KPMG has struck a deal with Cambridge University to let researchers come into the Big Four firm to study the impacts of its mental wellbeing initiatives.
The Big Four accountancy firm’s partnership will see Cambridge University researchers allowed into the company to study workplace wellbeing – with a view to developing strategies to boost productivity, minimise staff turnover, and cut wellbeing related absences.
The partnership comes as accountancy firms face fierce competition for staff, in the face of a battle for talent, that has seen professional services companies offer increasingly high salaries and ever more inventive perks in their efforts to recruit the right staff.
The study also comes as major employers seek to grapple with the “Great Resignation” that has seen millions of British people leave jobs.

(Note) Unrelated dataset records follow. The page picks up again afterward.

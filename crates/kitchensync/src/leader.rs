//! Leader runtime
//!
//! Wires the clock broadcaster, the leader's own sync session and cue loop,
//! the control listener and the registry sweep. Each session runs its
//! broadcaster under a child cancellation token, so stopping a session leaves
//! the node (and its registry) running.

use std::net::SocketAddr;
use std::path::PathBuf;
use std::sync::Arc;
use std::time::Instant;

use anyhow::{Context, Result};
use kitchenconf::{KitchenConfig, SyncTuning};
use tokio::net::UdpSocket;
use tokio::sync::{mpsc, watch, Mutex};
use tokio::task::JoinHandle;
use tokio_util::sync::CancellationToken;
use tracing::{debug, info, warn};

use crate::broadcaster::{Broadcaster, SessionClock};
use crate::command::LeaderControl;
use crate::net::{bind_udp, new_epoch_id};
use crate::player::Player;
use crate::registry::{spawn_sweep_task, NodeRegistry, RegistryReport};
use crate::schedule::CueSchedule;
use crate::scheduler::{spawn_cue_loop, SchedulerStats};
use crate::session::{SessionEvent, SyncSession, SyncSnapshot};
use crate::sink::TriggerSink;

struct ActiveSession {
    epoch: u64,
    token: CancellationToken,
    broadcaster: JoinHandle<u64>,
}

#[derive(Default)]
struct SessionSlot {
    active: Option<ActiveSession>,
    last_epoch: Option<u64>,
}

pub struct LeaderNode {
    node_id: String,
    tuning: Arc<SyncTuning>,
    schedule_file: Option<PathBuf>,
    player: Arc<dyn Player>,
    registry: Arc<NodeRegistry>,
    control: Arc<LeaderControl>,
    sync_socket: Arc<UdpSocket>,
    sync_target: SocketAddr,
    session: mpsc::Sender<SessionEvent>,
    snapshots: watch::Receiver<SyncSnapshot>,
    slot: Mutex<SessionSlot>,
    cancel: CancellationToken,
    tasks: Vec<JoinHandle<()>>,
    cue_loop: JoinHandle<SchedulerStats>,
}

impl LeaderNode {
    /// Bind sockets and start the always-on tasks. No session runs until
    /// [`LeaderNode::start`].
    pub async fn spawn(
        config: &KitchenConfig,
        player: Arc<dyn Player>,
        sink: Arc<dyn TriggerSink>,
        cancel: CancellationToken,
    ) -> Result<Self> {
        let cancel = cancel.child_token();
        let tuning = Arc::new(config.sync.clone());
        let bind = &config.infra.bind;
        let node_id = config.infra.node.node_id.clone();

        let control_socket = Arc::new(
            bind_udp(SocketAddr::new(bind.bind_addr, bind.leader_control_port))
                .await
                .context("leader control socket")?,
        );
        let sync_socket = Arc::new(
            bind_udp(SocketAddr::new(bind.bind_addr, 0))
                .await
                .context("leader sync socket")?,
        );

        let registry = Arc::new(NodeRegistry::new(tuning.heartbeat_timeout()));
        let control = Arc::new(LeaderControl::new(
            control_socket,
            registry.clone(),
            node_id.clone(),
            SocketAddr::new(bind.broadcast_addr, bind.follower_control_port),
        ));

        let session = SyncSession::spawn(
            tuning.clone(),
            player.clone(),
            CueSchedule::default(),
            cancel.clone(),
        );
        let cue_loop = spawn_cue_loop(
            session.snapshots.clone(),
            player.clone(),
            sink,
            tuning.clone(),
            cancel.clone(),
        );
        let tasks = vec![
            control.clone().spawn(tuning.receive_timeout(), cancel.clone()),
            spawn_sweep_task(registry.clone(), tuning.sweep_interval(), cancel.clone()),
            session.task,
        ];

        info!(
            node_id = %node_id,
            control = %control.local_addr()?,
            sync_target = %SocketAddr::new(bind.broadcast_addr, bind.sync_port),
            "leader ready"
        );

        Ok(Self {
            node_id,
            schedule_file: config.infra.schedule.file.clone(),
            player,
            registry,
            control,
            sync_socket,
            sync_target: SocketAddr::new(bind.broadcast_addr, bind.sync_port),
            session: session.events,
            snapshots: session.snapshots,
            slot: Mutex::new(SessionSlot::default()),
            cancel,
            tasks,
            cue_loop,
            tuning,
        })
    }

    pub fn node_id(&self) -> &str {
        &self.node_id
    }

    pub fn registry(&self) -> &Arc<NodeRegistry> {
        &self.registry
    }

    pub fn control_addr(&self) -> Result<SocketAddr> {
        self.control.local_addr()
    }

    /// The leader's own sync state.
    pub fn snapshot(&self) -> SyncSnapshot {
        self.snapshots.borrow().clone()
    }

    pub async fn current_epoch(&self) -> Option<u64> {
        self.slot.lock().await.active.as_ref().map(|a| a.epoch)
    }

    /// Start a session. Starting while running returns the running epoch.
    /// A schedule that fails to load aborts the start.
    pub async fn start(&self) -> Result<u64> {
        let mut slot = self.slot.lock().await;
        if let Some(active) = &slot.active {
            debug!(epoch = active.epoch, "start while running ignored");
            return Ok(active.epoch);
        }

        let schedule = CueSchedule::load_optional(self.schedule_file.as_deref())
            .context("failed to load cue schedule")?;
        let epoch = new_epoch_id(slot.last_epoch);

        self.player.seek(0.0).context("failed to rewind player")?;
        self.session
            .send(SessionEvent::Start {
                epoch,
                schedule: Some(schedule.clone()),
            })
            .await
            .context("leader session is not running")?;

        let token = self.cancel.child_token();
        let broadcaster = Broadcaster::new(
            self.sync_socket.clone(),
            self.sync_target,
            SessionClock::start(epoch),
            self.node_id.clone(),
            self.tuning.sync_interval(),
        )
        .with_local(self.session.clone())
        .spawn(token.clone());

        if let Err(e) = self.control.send_start(epoch, &schedule).await {
            warn!(error = %e, "start command send failed, followers will join from sync packets");
        }
        info!(epoch, cues = schedule.len(), "session started");

        slot.active = Some(ActiveSession {
            epoch,
            token,
            broadcaster,
        });
        slot.last_epoch = Some(epoch);
        Ok(epoch)
    }

    /// Stop the running session. Returns its epoch, or `None` if idle.
    pub async fn stop(&self) -> Result<Option<u64>> {
        let mut slot = self.slot.lock().await;
        let Some(active) = slot.active.take() else {
            debug!("stop while idle ignored");
            return Ok(None);
        };

        active.token.cancel();
        match active.broadcaster.await {
            Ok(sent) => debug!(epoch = active.epoch, sent, "broadcaster finished"),
            Err(e) => warn!(error = %e, "broadcaster task failed"),
        }
        // The stop hint may have been dropped on a full queue
        let stop = SessionEvent::Stop {
            epoch: Some(active.epoch),
        };
        if self.session.send(stop).await.is_err() {
            debug!("leader session already shut down");
        }
        if let Err(e) = self.control.send_stop(Some(active.epoch)).await {
            warn!(error = %e, "stop command send failed");
        }
        info!(epoch = active.epoch, "session stopped");
        Ok(Some(active.epoch))
    }

    /// Reload the schedule file and queue it on every follower for its next
    /// session. The leader picks it up at its own next start.
    pub async fn publish_schedule(&self) -> Result<usize> {
        let schedule = CueSchedule::load_optional(self.schedule_file.as_deref())
            .context("failed to load cue schedule")?;
        self.control.send_schedule(&schedule).await?;
        info!(cues = schedule.len(), "schedule sent to followers");
        Ok(schedule.len())
    }

    /// Ask registered followers for status; answers land in the registry.
    pub async fn request_status(&self) -> usize {
        self.control.request_status().await
    }

    pub async fn report(&self) -> RegistryReport {
        self.registry.report(Instant::now()).await
    }

    /// Stop any session, stop every task and forget all nodes.
    pub async fn shutdown(self) -> Result<SchedulerStats> {
        self.stop().await?;
        self.cancel.cancel();
        for task in self.tasks {
            if let Err(e) = task.await {
                warn!(error = %e, "leader task failed");
            }
        }
        let stats = self.cue_loop.await.context("cue loop task failed")?;
        self.registry.clear().await;
        info!(node_id = %self.node_id, fired = stats.fired_total, "leader shut down");
        Ok(stats)
    }
}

KPMG UK chief executive Jon Holt said: “Businesses need research and data to help them invest in the right areas to support their staff through a huge period of change, as we emerge from the pandemic and introduce new ways of working.”
Holt continued in noting that workplace wellbeing is an “under researched area” as he suggested there is a lack of empirical data around the impacts of mental wellbeing initiatives.
The initiative comes as part of KPMG’s planned “once-in-a-generation” £300m investment into transforming its business over the next three years.
Cambridge University’s Professor Andy Neely said the study will seek to “reimagine the world of work” with a view to developing “effective strategies and interventions” to improve workplace wellbeing.